Teams from around the world are set to descend on Israel, sticks in hand, to take part in the largest ever World Lacrosse Championship this week.
The 10-day men’s tourney is set to kick into action Wednesday with an opening game between Hong Kong and Luxembourg, but organizers hoping to spread the lacrosse gospel got things started Monday with a clinic for kids in Jerusalem Monday to introduce them to the sport,
With 46 teams from six continents participating, it will be the largest world lacrosse tournament in history, said David Lasday, chief operating officer of the Israel Lacrosse Association.
The championship, hosted at the Wingate Institute and Netanya stadium, is also making history for being the first time it is being hosted by a country where English is not the native language, Lasday said.
Held every four years, the tournament normally rotates between the United States, Canada, Australia, and England.
Israel is hosting the championship this year because of its relatively close proximity to newer teams joining the tournament as well as the fast growth of lacrosse in Israel. Despite being relatively unknown in Israel until recently, the national team is ranked number seven in the world, said Lasday.
New York lacrosse enthusiast Scott Neiss came to the country in 2010 and started laying the groundwork for a professional team.

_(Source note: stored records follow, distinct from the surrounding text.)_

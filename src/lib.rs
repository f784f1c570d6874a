//! Dino Volley - a single-screen arcade volleyball mini-game
//!
//! Core modules:
//! - `sim`: Deterministic simulation (ball kinematics, collisions, scoring, opponent AI)
//! - `input`: Pointer-to-paddle mapping
//! - `platform`: Browser timer plumbing
//! - `settings`: Player display preferences

pub mod input;
pub mod platform;
pub mod settings;
pub mod sim;

pub use settings::Settings;

/// Game configuration constants
pub mod consts {
    /// Field dimensions in CSS pixels
    pub const FIELD_WIDTH: f32 = 384.0;
    pub const FIELD_HEIGHT: f32 = 320.0;

    /// Paddle dimensions - one paddle pinned to each horizontal band
    pub const PADDLE_WIDTH: f32 = 48.0;
    pub const PADDLE_HEIGHT: f32 = 48.0;

    /// Ball bounding box (square)
    pub const BALL_SIZE: f32 = 32.0;

    /// Tick engine cadence (~60 Hz)
    pub const TICK_INTERVAL_MS: i32 = 1000 / 60;

    /// Difficulty ramp cadence and increment
    pub const RAMP_INTERVAL_MS: i32 = 10_000;
    pub const RAMP_INCREMENT: f32 = 0.1;

    /// Opponent tracking speed cap, pixels per tick before the multiplier
    pub const OPPONENT_STEP: f32 = 3.0;

    /// Rightmost legal left-edge for a paddle
    pub const PADDLE_MAX_X: f32 = FIELD_WIDTH - PADDLE_WIDTH;
}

Israel competed for the first time in the 2014 tourney in England, winning its group, but being defeated in the quarterfinals.
While most players who helped get Neiss’s Israel Lacrosse Association off the ground came from American backgrounds, many of those on the eight local teams and five national teams that have since been created are Israel-natives who have picked up the sport.

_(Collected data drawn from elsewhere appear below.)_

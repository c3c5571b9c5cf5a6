//! Graph views of an OSPF link-state topology.
//!
//! Takes topology snapshots and outage simulation results as produced by the
//! collector and turns them into a flat list of [`GraphElement`]s (nodes and
//! edges tagged with [`ElementClass`]es) that any graph renderer can draw.
//! Nothing here fetches data or lays anything out.

pub mod api;
pub mod error;
pub mod graph;
pub mod topology;

#[cfg(target_arch = "wasm32")]
mod bindings;

pub use error::{Error, Result};
pub use graph::{
	ElementClass, GraphElement, ViewSettings, build_explorer_elements, build_outage_elements,
};
pub use topology::{Edge, Node, Snapshot};

/// Initialize logging and panic hooks for the WASM target.
#[cfg(target_arch = "wasm32")]
pub fn init_logging() {
	use log::{Level, info};

	let _ = console_log::init_with_level(Level::Debug);
	console_error_panic_hook::set_once();
	info!("Logging initialized");
}
use serde::{Deserialize, Serialize};

use crate::error::{Error, Result};

/// Display options for the explorer view.
#[derive(Clone, Copy, Debug, PartialEq, Eq, Serialize, Deserialize)]
#[serde(default, rename_all = "camelCase")]
pub struct ViewSettings {
	/// Schema version the caller wrote these settings against.
	pub version: u32,
	/// Draw each direction's cost as its own directed edge.
	pub both_directions: bool,
	/// Collapse parallel advertisements of a router pair into one aggregate.
	pub lowest_cost_only: bool,
	/// Draw routers that are only edge endpoints outside the search radius.
	pub include_egress: bool,
}

impl ViewSettings {
	/// Newest settings version this crate understands.
	pub const VERSION: u32 = 1;

	/// Rejects settings written for a newer version.
	pub fn validate(&self) -> Result<()> {
		if self.version > Self::VERSION {
			return Err(Error::UnsupportedSettingsVersion {
				found: self.version,
				supported: Self::VERSION,
			});
		}
		Ok(())
	}
}

impl Default for ViewSettings {
	fn default() -> Self {
		Self {
			version: Self::VERSION,
			both_directions: false,
			lowest_cost_only: true,
			include_egress: false,
		}
	}
}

“When we go into schools with national players, the kids flock, especially when they hear it is a combination of basketball and soccer,” Lasday said. “The goal of the championship is to foster the growth of the sport.”
Lidor Ashtamker, an 18-year-old player from Ramle who was at Tuesday’s clinic, has been playing for four years, ever since his school was visited by Israeli national players.
“When I picked up the stick for the first time, I immediately felt connected and knew it was what I wanted to do,” he said.